● **Work to complete**
Once you find the line with "if let Err(e) = self.sink.delete(&handle).await", copy it and every line after it through the end of the entries below, exactly as written.

● **Provided records**
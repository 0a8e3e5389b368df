//! Streaming delivery engine.
//!
//! Turns one completion stream into a sequence of visible message writes:
//!
//! ```text
//! open stream ──► typing ──► fold deltas ──► throttled publish/update ─┐
//!      │                          ▲                                    │
//!      │                          └────────────── next event ◄─────────┘
//!      ▼                                   │ end / transport error
//!  error reply                             ▼
//!                     wait out interval ──► final publish/update ──► history
//!                                              │ update failed
//!                                              ▼
//!                                     delete + republish
//! ```
//!
//! Two visible writes of one exchange are never closer together than the
//! conversation's reply interval. The final write always happens, even when
//! the text did not change since the last intermediate write.

use crate::history::{ConversationHistory, HistoryStore};
use crate::message::{MessageHandle, ReplyTarget};
use crate::traits::{ChannelError, ChannelResult, Degradation, Delivery, MessageSink};
use relay_gateway::{ChatRequest, CompletionProvider, CompletionStream, ProviderError, StreamEvent, Turn};
use std::sync::Arc;
use std::time::Duration;
use tokio::time::Instant;
use tokio_util::sync::CancellationToken;

/// Prefix of every error reply shown in a conversation.
pub const ERROR_PREFIX: &str = "❌ Error";

// ============================================================================
// Request Context
// ============================================================================

/// Everything sent to the backend for one exchange.
#[derive(Debug, Clone)]
pub struct RequestContext {
    model: String,
    system: Option<Turn>,
    history: ConversationHistory,
    replied_to: Option<Turn>,
    user: Turn,
    max_tokens: Option<u32>,
    temperature: Option<f64>,
}

impl RequestContext {
    pub fn new(model: impl Into<String>, user: Turn) -> Self {
        Self {
            model: model.into(),
            system: None,
            history: Vec::new(),
            replied_to: None,
            user,
            max_tokens: None,
            temperature: None,
        }
    }

    /// Set the system preamble. An empty prompt sends no system turn.
    pub fn with_system_prompt(mut self, prompt: &str) -> Self {
        self.system = (!prompt.is_empty()).then(|| Turn::system(prompt));
        self
    }

    pub fn with_history(mut self, history: ConversationHistory) -> Self {
        self.history = history;
        self
    }

    /// The message the user replied to, already rendered as an assistant turn.
    pub fn with_replied_to(mut self, turn: Option<Turn>) -> Self {
        self.replied_to = turn;
        self
    }

    pub fn with_sampling(mut self, max_tokens: u32, temperature: f64) -> Self {
        self.max_tokens = Some(max_tokens);
        self.temperature = Some(temperature);
        self
    }

    /// Conversation in send order: system, history, replied-to, user.
    pub fn messages(&self) -> Vec<Turn> {
        self.system
            .iter()
            .chain(self.history.iter())
            .chain(self.replied_to.iter())
            .chain(std::iter::once(&self.user))
            .cloned()
            .collect()
    }

    pub fn to_chat_request(&self) -> ChatRequest {
        ChatRequest {
            model: self.model.clone(),
            messages: self.messages(),
            max_tokens: self.max_tokens,
            temperature: self.temperature,
        }
    }

    /// Turns recorded once the exchange succeeds, followed by the answer.
    fn completed_turns(&self, answer: &str) -> Vec<Turn> {
        self.replied_to
            .iter()
            .cloned()
            .chain([self.user.clone(), Turn::assistant(answer)])
            .collect()
    }
}

/// One exchange to run.
#[derive(Debug, Clone)]
pub struct Exchange {
    /// Where the reply is published
    pub target: ReplyTarget,
    pub request: RequestContext,
    /// Minimum spacing between visible writes
    pub min_reply_interval: Duration,
}

/// Result of a delivered exchange.
#[derive(Debug, Clone)]
pub struct ExchangeOutcome {
    /// Final answer text
    pub text: String,
    /// The final write, `None` when the answer was empty
    pub delivery: Option<Delivery>,
    /// Writes made before the final one
    pub intermediate_writes: usize,
    /// The stream broke off before its end; `text` is partial
    pub truncated: bool,
}

/// Why an exchange failed.
#[derive(Debug, thiserror::Error)]
pub enum ExchangeError {
    #[error("failed to open completion stream: {0}")]
    StreamOpen(#[source] ProviderError),

    #[error("reply delivery failed: {0}")]
    Delivery(#[source] ChannelError),

    #[error("exchange cancelled")]
    Cancelled,
}

// ============================================================================
// Engine
// ============================================================================

/// Per-exchange reply state.
struct StreamingReply {
    text: String,
    last_published_text: String,
    last_publish_at: Instant,
    handle: Option<MessageHandle>,
    intermediate_writes: usize,
}

impl StreamingReply {
    fn new(opened_at: Instant) -> Self {
        Self {
            text: String::new(),
            last_published_text: String::new(),
            last_publish_at: opened_at,
            handle: None,
            intermediate_writes: 0,
        }
    }

    fn fold(&mut self, event: &StreamEvent) {
        for delta in &event.deltas {
            self.text.push_str(delta);
        }
    }

    fn should_publish(&self, min_interval: Duration) -> bool {
        self.last_publish_at.elapsed() > min_interval
            && !self.text.is_empty()
            && self.text != self.last_published_text
    }

    /// Record a write attempt; the handle is kept when the write failed.
    fn record_write(&mut self, handle: Option<MessageHandle>) {
        if handle.is_some() {
            self.handle = handle;
        }
        self.last_published_text.clone_from(&self.text);
        self.last_publish_at = Instant::now();
    }
}

/// Closes the wrapped stream on drop.
struct StreamGuard(Box<dyn CompletionStream>);

impl StreamGuard {
    async fn next_event(&mut self) -> Result<Option<StreamEvent>, ProviderError> {
        self.0.next_event().await
    }

    fn close(&mut self) {
        self.0.close();
    }
}

impl Drop for StreamGuard {
    fn drop(&mut self) {
        self.0.close();
    }
}

/// Drives completion streams into rate-limited message writes.
pub struct StreamingEngine {
    provider: Arc<dyn CompletionProvider>,
    sink: Arc<dyn MessageSink>,
    history: Arc<HistoryStore>,
}

impl StreamingEngine {
    pub fn new(
        provider: Arc<dyn CompletionProvider>,
        sink: Arc<dyn MessageSink>,
        history: Arc<HistoryStore>,
    ) -> Self {
        Self {
            provider,
            sink,
            history,
        }
    }

    pub fn history(&self) -> &Arc<HistoryStore> {
        &self.history
    }

    /// Run one exchange to completion.
    ///
    /// The caller must not run two exchanges on one conversation at once.
    pub async fn run(
        &self,
        exchange: Exchange,
        cancel: &CancellationToken,
    ) -> Result<ExchangeOutcome, ExchangeError> {
        let Exchange {
            target,
            request,
            min_reply_interval,
        } = exchange;
        let conversation = target.conversation;

        let opened = tokio::select! {
            biased;
            _ = cancel.cancelled() => return Err(ExchangeError::Cancelled),
            opened = self.provider.open_stream(request.to_chat_request()) => opened,
        };
        let mut stream = match opened {
            Ok(stream) => StreamGuard(stream),
            Err(e) => {
                tracing::warn!(
                    conversation_id = %conversation,
                    provider = %e.provider,
                    status = ?e.status_code,
                    "Completion stream open failed: {e}"
                );
                self.report_error(&target, &e.to_string()).await;
                return Err(ExchangeError::StreamOpen(e));
            }
        };

        let mut reply = StreamingReply::new(Instant::now());
        if let Err(e) = self.sink.notify_typing(conversation).await {
            tracing::debug!(conversation_id = %conversation, "Typing indicator failed: {e}");
        }

        let mut truncated = false;
        loop {
            let next = tokio::select! {
                biased;
                _ = cancel.cancelled() => return Err(ExchangeError::Cancelled),
                next = stream.next_event() => next,
            };
            match next {
                Ok(Some(event)) => {
                    reply.fold(&event);
                    if reply.should_publish(min_reply_interval) {
                        self.write_intermediate(&target, &mut reply).await;
                    }
                }
                Ok(None) => break,
                Err(e) => {
                    tracing::warn!(
                        conversation_id = %conversation,
                        received_chars = reply.text.chars().count(),
                        "Completion stream interrupted, keeping partial answer: {e}"
                    );
                    truncated = true;
                    break;
                }
            }
        }
        stream.close();

        if reply.text.is_empty() {
            tracing::info!(conversation_id = %conversation, "Completion finished without text");
            return Ok(ExchangeOutcome {
                text: String::new(),
                delivery: None,
                intermediate_writes: reply.intermediate_writes,
                truncated,
            });
        }

        let elapsed = reply.last_publish_at.elapsed();
        if elapsed < min_reply_interval {
            tokio::select! {
                biased;
                _ = cancel.cancelled() => return Err(ExchangeError::Cancelled),
                _ = tokio::time::sleep(min_reply_interval - elapsed) => {}
            }
        }

        let delivery = match self.write_final(&target, &reply).await {
            Ok(delivery) => delivery,
            Err(e) => {
                tracing::error!(conversation_id = %conversation, "Reply delivery failed: {e}");
                self.report_error(&target, &e.to_string()).await;
                return Err(ExchangeError::Delivery(e));
            }
        };

        self.history
            .append(conversation, request.completed_turns(&reply.text));

        tracing::info!(
            conversation_id = %conversation,
            message_id = delivery.handle.message_id,
            chars = reply.text.chars().count(),
            intermediate_writes = reply.intermediate_writes,
            degradation = ?delivery.degradation,
            truncated,
            "Reply delivered"
        );

        Ok(ExchangeOutcome {
            text: reply.text,
            delivery: Some(delivery),
            intermediate_writes: reply.intermediate_writes,
            truncated,
        })
    }

    async fn write_intermediate(&self, target: &ReplyTarget, reply: &mut StreamingReply) {
        let result = match &reply.handle {
            None => self.sink.publish(target, &reply.text).await,
            Some(handle) => self.sink.update(handle, &reply.text).await,
        };

        let handle = match result {
            Ok(delivery) => Some(delivery.handle),
            Err(e) => {
                tracing::warn!(
                    conversation_id = %target.conversation,
                    "Intermediate reply write failed: {e}"
                );
                None
            }
        };
        reply.record_write(handle);
        reply.intermediate_writes += 1;
    }

    /// Final unconditional write, replacing the message when the update fails.
    async fn write_final(&self, target: &ReplyTarget, reply: &StreamingReply) -> ChannelResult<Delivery> {
        let Some(handle) = reply.handle else {
            return self.sink.publish(target, &reply.text).await;
        };

        match self.sink.update(&handle, &reply.text).await {
            Ok(delivery) => Ok(delivery),
            Err(e) => {
                tracing::warn!(
                    conversation_id = %handle.conversation,
                    message_id = handle.message_id,
                    "Final reply update failed, republishing: {e}"
                );
                if let Err(e) = self.sink.delete(&handle).await {
                    tracing::debug!(
                        message_id = handle.message_id,
                        "Stale reply delete failed: {e}"
                    );
                }
                let delivery = self.sink.publish(target, &reply.text).await?;
                Ok(Delivery::new(delivery.handle, Degradation::Republished))
            }
        }
    }

    async fn report_error(&self, target: &ReplyTarget, reason: &str) {
        let text = format!("{ERROR_PREFIX}: {reason}");
        if let Err(e) = self.sink.send_text(target, &text).await {
            tracing::error!(conversation_id = %target.conversation, "Error reply failed: {e}");
        }
    }
}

● **Response to the task**
                if let Err(e) = self.sink.delete(&handle).await {
                    tracing::debug!(
                        message_id = handle.message_id,
                        "Stale reply delete failed: {e}"
                    );
                }
                let delivery = self.sink.publish(target, &reply.text).await?;
                Ok(Delivery::new(delivery.handle, Degradation::Republished))
            }
        }
    }

    async fn report_error(&self, target: &ReplyTarget, reason: &str) {
        let text = format!("{ERROR_PREFIX}: {reason}");
        if let Err(e) = self.sink.send_text(target, &text).await {
            tracing::error!(conversation_id = %target.conversation, "Error reply failed: {e}");
        }
    }
}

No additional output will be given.